> Problem to solve
Extract from the entries below, exactly as given, only the lines from the line containing "file_io::write_all_at(&self.file, offset, data)?;" to the line containing "knows nothing about", both lines included.

> Data under study
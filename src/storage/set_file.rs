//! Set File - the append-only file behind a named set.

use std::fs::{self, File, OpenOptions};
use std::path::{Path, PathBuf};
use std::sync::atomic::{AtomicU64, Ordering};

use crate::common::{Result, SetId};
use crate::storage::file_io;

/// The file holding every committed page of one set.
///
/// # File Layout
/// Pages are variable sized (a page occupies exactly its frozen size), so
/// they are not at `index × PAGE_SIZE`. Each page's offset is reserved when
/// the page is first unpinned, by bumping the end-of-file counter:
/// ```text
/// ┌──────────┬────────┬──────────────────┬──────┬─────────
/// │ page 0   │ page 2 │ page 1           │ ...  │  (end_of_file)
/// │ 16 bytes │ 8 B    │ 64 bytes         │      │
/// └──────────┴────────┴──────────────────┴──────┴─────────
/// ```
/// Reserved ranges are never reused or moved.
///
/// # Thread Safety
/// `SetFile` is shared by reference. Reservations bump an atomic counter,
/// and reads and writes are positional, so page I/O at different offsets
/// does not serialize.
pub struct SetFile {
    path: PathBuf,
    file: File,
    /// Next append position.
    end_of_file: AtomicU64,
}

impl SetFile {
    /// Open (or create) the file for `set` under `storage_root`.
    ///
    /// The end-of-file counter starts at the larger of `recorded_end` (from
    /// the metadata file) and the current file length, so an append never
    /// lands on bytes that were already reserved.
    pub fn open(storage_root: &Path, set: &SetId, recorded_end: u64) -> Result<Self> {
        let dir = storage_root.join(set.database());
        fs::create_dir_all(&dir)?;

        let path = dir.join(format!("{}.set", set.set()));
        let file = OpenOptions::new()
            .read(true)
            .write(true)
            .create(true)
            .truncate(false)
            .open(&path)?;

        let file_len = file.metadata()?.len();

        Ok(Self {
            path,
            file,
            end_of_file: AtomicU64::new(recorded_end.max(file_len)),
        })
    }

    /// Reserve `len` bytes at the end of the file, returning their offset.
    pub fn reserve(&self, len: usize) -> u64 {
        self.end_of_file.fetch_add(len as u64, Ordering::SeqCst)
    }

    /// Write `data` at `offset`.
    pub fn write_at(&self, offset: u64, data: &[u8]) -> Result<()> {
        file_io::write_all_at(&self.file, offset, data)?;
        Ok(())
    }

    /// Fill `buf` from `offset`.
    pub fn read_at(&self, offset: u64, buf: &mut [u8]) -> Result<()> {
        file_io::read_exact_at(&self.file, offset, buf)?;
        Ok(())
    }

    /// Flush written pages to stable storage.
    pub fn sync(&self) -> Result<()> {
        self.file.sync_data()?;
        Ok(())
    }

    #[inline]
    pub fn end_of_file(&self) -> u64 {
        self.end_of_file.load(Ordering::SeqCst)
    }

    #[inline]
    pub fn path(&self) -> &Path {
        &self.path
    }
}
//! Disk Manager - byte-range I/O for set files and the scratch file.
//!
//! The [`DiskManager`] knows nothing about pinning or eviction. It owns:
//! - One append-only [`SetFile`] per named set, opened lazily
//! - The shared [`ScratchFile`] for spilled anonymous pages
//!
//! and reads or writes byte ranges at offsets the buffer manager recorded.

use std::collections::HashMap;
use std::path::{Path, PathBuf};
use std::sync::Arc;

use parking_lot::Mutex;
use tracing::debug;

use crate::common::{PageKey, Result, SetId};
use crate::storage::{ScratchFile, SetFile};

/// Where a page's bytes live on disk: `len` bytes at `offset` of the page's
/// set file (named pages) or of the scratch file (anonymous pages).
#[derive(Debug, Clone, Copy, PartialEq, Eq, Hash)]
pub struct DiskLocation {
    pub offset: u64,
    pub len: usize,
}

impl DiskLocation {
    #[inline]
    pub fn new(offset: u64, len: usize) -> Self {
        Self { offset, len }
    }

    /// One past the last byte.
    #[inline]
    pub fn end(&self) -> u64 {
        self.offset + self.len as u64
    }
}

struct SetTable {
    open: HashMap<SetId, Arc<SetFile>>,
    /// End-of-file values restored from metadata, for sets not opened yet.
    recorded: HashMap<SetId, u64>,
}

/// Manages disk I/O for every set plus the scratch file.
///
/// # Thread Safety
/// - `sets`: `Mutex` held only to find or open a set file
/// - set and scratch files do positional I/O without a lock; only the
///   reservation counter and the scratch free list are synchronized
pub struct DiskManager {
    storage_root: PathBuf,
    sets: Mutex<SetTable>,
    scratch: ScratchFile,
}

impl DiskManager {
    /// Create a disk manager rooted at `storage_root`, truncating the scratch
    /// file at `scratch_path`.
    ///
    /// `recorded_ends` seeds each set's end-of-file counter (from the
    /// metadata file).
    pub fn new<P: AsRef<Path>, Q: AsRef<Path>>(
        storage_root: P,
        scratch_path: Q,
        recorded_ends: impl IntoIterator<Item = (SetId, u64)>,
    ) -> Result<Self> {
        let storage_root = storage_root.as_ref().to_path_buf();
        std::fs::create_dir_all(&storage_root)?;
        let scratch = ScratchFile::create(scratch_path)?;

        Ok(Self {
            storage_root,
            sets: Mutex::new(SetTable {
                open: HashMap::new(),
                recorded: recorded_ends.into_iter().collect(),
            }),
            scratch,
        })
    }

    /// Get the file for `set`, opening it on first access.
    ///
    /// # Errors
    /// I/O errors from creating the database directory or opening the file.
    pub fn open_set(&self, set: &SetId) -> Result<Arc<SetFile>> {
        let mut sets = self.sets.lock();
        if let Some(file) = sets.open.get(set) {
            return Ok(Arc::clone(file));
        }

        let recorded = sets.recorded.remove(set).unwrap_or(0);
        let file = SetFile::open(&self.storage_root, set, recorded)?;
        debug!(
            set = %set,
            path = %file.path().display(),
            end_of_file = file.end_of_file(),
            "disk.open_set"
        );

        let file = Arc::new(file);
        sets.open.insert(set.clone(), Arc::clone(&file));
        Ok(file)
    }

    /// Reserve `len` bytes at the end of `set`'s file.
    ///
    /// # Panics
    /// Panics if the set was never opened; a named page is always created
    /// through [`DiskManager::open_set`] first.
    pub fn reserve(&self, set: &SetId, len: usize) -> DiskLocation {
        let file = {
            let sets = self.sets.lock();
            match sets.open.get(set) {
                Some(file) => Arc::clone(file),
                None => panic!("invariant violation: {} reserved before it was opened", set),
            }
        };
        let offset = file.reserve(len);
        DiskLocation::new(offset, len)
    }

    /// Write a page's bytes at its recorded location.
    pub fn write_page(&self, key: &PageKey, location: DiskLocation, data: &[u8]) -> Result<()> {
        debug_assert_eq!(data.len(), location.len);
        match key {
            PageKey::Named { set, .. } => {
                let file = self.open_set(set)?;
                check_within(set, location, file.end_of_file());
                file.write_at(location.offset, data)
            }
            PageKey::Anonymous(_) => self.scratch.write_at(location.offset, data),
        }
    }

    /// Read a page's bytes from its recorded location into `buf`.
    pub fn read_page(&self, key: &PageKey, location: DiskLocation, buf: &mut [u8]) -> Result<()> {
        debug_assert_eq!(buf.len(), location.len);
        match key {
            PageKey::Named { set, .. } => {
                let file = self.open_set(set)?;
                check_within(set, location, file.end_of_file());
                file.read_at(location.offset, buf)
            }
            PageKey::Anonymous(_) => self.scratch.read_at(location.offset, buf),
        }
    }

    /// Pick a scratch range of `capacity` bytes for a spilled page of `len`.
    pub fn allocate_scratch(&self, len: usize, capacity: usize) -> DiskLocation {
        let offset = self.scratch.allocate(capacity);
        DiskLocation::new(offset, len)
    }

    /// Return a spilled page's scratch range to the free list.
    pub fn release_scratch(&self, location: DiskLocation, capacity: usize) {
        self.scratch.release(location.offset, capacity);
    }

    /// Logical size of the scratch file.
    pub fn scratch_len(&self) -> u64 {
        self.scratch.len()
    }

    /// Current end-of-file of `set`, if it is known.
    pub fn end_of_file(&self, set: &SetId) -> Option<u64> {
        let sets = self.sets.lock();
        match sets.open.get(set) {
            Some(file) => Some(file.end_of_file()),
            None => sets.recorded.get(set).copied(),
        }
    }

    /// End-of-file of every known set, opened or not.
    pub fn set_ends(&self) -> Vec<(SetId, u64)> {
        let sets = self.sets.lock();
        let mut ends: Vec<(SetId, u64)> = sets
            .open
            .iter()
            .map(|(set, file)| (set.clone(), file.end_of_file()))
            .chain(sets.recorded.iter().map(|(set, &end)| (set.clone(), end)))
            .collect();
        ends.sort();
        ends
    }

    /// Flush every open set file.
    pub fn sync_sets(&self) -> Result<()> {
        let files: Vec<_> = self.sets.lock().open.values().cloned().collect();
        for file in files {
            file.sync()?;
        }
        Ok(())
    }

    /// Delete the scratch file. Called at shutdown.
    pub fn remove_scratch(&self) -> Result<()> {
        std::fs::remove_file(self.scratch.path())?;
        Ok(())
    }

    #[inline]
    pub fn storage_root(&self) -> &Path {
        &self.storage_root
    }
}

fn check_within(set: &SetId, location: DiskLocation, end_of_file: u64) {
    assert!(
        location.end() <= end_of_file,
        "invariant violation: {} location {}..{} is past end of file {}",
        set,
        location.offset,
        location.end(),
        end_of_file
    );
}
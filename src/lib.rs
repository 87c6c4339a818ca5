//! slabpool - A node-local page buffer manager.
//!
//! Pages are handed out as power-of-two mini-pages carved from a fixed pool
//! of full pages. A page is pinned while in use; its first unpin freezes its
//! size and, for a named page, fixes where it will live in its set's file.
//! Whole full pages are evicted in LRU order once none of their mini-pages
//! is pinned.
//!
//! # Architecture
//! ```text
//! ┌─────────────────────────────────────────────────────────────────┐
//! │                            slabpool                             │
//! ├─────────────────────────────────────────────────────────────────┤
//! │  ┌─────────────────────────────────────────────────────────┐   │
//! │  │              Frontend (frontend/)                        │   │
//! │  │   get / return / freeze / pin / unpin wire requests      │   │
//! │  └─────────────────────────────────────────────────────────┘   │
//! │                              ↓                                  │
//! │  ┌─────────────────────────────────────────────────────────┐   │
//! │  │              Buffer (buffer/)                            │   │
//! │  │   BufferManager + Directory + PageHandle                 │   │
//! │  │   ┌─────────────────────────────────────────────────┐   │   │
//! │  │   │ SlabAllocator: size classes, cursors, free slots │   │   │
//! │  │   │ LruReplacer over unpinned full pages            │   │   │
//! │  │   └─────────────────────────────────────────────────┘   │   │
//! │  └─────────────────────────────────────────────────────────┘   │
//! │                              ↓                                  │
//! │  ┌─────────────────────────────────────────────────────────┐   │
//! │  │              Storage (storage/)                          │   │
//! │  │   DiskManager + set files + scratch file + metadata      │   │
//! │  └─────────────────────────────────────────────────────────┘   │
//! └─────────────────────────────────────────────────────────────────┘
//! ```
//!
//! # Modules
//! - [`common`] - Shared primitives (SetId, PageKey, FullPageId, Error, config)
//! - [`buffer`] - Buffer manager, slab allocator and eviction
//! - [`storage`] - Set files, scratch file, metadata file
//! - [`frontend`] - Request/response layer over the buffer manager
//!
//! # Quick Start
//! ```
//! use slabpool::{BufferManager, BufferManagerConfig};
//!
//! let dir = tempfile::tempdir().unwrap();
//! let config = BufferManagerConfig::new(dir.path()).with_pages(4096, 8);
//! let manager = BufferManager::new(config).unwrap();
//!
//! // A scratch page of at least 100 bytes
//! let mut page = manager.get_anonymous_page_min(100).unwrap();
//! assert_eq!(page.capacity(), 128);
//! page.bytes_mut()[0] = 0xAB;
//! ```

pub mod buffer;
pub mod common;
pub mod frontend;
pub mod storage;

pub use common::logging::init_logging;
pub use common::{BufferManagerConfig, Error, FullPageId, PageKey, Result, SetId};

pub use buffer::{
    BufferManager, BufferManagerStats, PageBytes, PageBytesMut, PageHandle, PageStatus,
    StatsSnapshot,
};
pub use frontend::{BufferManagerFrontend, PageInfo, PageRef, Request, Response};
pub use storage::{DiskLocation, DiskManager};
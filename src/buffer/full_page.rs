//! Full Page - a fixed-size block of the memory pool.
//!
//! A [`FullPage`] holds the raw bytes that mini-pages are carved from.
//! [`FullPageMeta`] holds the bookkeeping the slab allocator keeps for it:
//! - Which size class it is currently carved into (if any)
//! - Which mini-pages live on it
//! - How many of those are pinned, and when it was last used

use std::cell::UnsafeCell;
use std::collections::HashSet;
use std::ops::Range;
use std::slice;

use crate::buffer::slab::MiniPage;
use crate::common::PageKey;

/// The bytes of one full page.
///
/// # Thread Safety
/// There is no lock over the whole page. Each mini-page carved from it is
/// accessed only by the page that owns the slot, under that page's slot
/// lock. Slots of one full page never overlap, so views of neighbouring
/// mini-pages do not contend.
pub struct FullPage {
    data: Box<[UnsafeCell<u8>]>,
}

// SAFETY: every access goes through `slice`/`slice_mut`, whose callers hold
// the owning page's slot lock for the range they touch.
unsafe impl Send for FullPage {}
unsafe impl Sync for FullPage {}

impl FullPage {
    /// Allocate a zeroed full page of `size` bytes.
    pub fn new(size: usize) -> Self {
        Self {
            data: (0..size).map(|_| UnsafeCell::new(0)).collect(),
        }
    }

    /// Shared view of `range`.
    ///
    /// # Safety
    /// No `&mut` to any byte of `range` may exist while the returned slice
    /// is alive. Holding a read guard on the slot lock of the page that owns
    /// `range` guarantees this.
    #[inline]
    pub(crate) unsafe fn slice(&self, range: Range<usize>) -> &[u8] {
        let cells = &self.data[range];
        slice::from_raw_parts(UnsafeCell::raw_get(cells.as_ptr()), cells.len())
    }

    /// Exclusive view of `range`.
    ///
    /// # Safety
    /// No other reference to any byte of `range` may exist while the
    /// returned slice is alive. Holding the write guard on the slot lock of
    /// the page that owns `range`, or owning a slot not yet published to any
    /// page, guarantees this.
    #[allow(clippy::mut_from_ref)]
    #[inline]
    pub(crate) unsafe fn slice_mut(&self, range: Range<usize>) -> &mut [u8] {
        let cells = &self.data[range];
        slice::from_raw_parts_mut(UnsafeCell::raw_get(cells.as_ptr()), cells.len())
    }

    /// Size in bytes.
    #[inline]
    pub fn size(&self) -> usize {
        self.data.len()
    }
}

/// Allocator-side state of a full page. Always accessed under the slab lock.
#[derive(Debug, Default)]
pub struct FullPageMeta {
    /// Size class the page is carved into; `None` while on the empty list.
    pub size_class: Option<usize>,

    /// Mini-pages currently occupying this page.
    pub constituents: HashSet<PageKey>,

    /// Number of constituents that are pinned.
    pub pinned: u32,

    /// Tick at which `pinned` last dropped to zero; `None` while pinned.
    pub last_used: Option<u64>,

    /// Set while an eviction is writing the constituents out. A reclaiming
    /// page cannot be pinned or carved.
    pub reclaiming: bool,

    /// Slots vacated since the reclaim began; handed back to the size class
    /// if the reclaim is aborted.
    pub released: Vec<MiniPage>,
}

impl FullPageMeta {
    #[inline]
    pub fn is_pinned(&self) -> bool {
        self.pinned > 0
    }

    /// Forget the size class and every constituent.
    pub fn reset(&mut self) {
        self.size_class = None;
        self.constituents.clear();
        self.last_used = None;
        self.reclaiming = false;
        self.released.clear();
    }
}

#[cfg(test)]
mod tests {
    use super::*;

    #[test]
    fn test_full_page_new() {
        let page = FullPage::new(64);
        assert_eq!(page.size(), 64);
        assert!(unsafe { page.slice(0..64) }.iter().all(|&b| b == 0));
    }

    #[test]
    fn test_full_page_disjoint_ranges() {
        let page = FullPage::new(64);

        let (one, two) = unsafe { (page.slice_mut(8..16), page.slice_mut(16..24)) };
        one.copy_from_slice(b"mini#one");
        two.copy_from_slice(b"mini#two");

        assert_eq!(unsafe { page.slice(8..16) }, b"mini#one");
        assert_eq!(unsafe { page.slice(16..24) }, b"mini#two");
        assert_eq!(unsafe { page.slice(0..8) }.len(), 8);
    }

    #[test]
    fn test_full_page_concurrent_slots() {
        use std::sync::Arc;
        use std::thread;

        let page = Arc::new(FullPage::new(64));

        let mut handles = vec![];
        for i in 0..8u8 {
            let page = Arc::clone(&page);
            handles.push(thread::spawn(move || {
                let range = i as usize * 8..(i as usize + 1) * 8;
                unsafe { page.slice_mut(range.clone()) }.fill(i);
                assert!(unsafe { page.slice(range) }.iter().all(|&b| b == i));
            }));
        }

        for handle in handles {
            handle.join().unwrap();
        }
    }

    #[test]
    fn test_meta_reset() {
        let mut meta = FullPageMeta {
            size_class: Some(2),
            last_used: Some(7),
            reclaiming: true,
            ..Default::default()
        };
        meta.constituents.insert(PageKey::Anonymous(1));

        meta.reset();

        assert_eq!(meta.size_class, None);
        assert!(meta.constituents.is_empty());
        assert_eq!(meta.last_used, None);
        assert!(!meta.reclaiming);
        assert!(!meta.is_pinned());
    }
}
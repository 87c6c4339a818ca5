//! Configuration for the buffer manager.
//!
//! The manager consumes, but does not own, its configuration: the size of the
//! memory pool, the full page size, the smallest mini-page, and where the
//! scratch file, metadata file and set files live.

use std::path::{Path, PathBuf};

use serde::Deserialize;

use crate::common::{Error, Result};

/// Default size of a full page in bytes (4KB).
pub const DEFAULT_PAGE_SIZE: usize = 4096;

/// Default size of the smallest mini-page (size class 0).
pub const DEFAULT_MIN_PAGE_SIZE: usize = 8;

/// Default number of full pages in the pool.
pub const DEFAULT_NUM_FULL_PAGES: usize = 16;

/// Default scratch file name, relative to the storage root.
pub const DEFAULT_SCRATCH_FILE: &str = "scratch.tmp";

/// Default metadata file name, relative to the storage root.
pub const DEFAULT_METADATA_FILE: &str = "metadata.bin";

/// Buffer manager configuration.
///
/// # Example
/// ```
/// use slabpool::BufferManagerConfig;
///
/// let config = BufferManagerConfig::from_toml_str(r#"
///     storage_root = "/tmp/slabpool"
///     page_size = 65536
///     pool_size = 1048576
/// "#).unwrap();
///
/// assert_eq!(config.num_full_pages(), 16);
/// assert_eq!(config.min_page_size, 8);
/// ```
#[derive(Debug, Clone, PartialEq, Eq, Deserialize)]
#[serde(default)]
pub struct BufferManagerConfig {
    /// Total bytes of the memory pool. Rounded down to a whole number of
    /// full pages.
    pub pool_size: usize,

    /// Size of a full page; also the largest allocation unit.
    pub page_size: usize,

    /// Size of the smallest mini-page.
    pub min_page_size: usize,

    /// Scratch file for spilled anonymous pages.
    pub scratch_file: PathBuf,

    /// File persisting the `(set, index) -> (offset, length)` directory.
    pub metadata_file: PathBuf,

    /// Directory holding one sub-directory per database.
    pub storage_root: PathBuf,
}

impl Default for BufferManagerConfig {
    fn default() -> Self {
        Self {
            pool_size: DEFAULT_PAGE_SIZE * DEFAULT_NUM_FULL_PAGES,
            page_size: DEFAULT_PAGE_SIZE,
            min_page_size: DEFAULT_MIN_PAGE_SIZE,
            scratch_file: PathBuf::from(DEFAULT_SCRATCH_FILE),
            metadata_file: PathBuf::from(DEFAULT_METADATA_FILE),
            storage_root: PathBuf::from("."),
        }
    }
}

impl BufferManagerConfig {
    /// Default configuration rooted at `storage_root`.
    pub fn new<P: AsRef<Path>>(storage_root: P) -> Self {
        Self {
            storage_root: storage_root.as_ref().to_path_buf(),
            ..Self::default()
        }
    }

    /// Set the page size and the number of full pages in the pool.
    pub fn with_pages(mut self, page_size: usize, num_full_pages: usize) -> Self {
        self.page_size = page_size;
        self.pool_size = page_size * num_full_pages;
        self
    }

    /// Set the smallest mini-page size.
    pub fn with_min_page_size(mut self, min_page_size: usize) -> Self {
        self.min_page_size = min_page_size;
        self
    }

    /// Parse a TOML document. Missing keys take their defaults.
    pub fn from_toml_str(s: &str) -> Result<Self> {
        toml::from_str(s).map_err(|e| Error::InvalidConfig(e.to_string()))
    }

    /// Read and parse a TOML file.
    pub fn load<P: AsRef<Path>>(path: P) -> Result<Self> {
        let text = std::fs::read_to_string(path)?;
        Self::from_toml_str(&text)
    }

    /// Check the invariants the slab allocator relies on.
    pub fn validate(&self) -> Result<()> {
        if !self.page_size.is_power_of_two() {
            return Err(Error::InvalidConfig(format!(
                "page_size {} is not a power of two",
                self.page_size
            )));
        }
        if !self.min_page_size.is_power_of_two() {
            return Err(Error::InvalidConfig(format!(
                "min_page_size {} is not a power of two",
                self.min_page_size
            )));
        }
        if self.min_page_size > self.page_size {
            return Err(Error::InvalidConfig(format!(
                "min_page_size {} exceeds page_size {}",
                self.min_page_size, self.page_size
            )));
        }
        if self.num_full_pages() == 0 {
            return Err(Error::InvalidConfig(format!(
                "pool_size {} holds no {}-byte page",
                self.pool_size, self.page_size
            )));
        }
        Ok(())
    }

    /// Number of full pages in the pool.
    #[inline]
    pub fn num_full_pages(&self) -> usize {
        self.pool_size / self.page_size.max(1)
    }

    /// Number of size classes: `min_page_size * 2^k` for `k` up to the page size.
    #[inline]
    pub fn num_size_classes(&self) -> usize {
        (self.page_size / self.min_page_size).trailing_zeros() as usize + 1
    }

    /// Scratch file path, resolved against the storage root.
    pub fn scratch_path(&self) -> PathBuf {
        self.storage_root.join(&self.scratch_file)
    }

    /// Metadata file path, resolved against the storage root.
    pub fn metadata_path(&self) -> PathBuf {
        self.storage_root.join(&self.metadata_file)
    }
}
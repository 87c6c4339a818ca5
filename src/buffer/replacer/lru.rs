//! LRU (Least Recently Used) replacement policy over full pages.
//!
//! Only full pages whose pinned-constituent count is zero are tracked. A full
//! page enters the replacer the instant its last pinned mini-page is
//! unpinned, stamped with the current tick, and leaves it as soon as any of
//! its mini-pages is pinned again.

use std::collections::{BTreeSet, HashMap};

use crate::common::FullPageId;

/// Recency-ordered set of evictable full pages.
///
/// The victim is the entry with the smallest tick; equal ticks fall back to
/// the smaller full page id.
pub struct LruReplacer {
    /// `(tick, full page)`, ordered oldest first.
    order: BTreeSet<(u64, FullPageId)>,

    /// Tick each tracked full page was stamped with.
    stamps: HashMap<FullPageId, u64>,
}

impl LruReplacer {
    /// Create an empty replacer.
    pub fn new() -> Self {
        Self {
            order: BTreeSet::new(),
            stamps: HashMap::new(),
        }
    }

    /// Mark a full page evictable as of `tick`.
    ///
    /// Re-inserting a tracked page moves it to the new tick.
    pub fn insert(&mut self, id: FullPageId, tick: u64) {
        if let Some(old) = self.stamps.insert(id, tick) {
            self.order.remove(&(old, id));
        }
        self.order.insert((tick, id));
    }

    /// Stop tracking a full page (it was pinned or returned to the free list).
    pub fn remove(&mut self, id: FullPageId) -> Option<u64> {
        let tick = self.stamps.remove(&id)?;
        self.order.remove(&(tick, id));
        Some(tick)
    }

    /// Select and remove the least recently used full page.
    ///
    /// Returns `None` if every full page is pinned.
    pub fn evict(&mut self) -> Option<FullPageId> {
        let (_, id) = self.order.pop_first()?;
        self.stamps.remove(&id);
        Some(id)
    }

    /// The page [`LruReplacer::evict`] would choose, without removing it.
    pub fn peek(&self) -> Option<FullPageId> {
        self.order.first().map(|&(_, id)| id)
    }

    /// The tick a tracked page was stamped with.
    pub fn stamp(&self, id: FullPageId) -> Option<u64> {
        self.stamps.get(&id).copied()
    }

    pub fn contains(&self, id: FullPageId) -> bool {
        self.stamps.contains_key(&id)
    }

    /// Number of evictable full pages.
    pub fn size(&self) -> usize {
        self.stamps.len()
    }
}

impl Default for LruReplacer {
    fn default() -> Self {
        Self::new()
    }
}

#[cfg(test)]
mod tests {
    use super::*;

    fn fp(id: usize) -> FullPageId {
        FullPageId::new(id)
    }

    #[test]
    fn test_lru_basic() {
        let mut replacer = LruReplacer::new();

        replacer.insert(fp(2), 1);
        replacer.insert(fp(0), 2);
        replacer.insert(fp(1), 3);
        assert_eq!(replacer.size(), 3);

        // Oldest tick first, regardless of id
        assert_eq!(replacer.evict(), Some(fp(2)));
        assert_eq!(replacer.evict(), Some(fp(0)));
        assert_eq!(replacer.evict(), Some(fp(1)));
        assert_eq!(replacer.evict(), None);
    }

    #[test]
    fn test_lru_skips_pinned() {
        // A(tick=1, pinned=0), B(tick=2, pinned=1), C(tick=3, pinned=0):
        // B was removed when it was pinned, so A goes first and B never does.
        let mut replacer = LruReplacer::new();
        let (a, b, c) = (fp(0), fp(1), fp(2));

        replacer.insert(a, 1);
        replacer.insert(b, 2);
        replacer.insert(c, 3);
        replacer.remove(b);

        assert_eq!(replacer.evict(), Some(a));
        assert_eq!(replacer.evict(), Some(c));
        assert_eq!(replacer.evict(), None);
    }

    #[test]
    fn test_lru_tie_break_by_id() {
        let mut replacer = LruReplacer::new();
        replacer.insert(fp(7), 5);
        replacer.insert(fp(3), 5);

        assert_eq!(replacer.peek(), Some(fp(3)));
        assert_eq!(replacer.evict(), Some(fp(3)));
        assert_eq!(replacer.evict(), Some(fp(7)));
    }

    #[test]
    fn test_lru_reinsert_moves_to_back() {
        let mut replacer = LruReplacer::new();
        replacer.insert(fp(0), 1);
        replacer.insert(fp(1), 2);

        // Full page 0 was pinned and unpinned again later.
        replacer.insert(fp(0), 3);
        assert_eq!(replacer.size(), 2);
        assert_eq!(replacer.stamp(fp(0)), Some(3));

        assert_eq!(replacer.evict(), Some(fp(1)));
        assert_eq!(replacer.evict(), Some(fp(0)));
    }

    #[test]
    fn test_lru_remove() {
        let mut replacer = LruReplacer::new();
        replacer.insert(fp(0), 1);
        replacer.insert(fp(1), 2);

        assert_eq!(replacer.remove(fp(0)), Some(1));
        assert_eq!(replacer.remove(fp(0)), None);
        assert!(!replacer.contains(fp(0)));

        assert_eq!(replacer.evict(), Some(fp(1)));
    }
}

> Response below
        file_io::write_all_at(&self.file, offset, data)?;
        Ok(())
    }

    /// Fill `buf` from `offset`.
    pub fn read_at(&self, offset: u64, buf: &mut [u8]) -> Result<()> {
        file_io::read_exact_at(&self.file, offset, buf)?;
        Ok(())
    }

    /// Flush written pages to stable storage.
    pub fn sync(&self) -> Result<()> {
        self.file.sync_data()?;
        Ok(())
    }

    #[inline]
    pub fn end_of_file(&self) -> u64 {
        self.end_of_file.load(Ordering::SeqCst)
    }

    #[inline]
    pub fn path(&self) -> &Path {
        &self.path
    }
}
//! Disk Manager - byte-range I/O for set files and the scratch file.
//!
//! The [`DiskManager`] knows nothing about pinning or eviction. It owns:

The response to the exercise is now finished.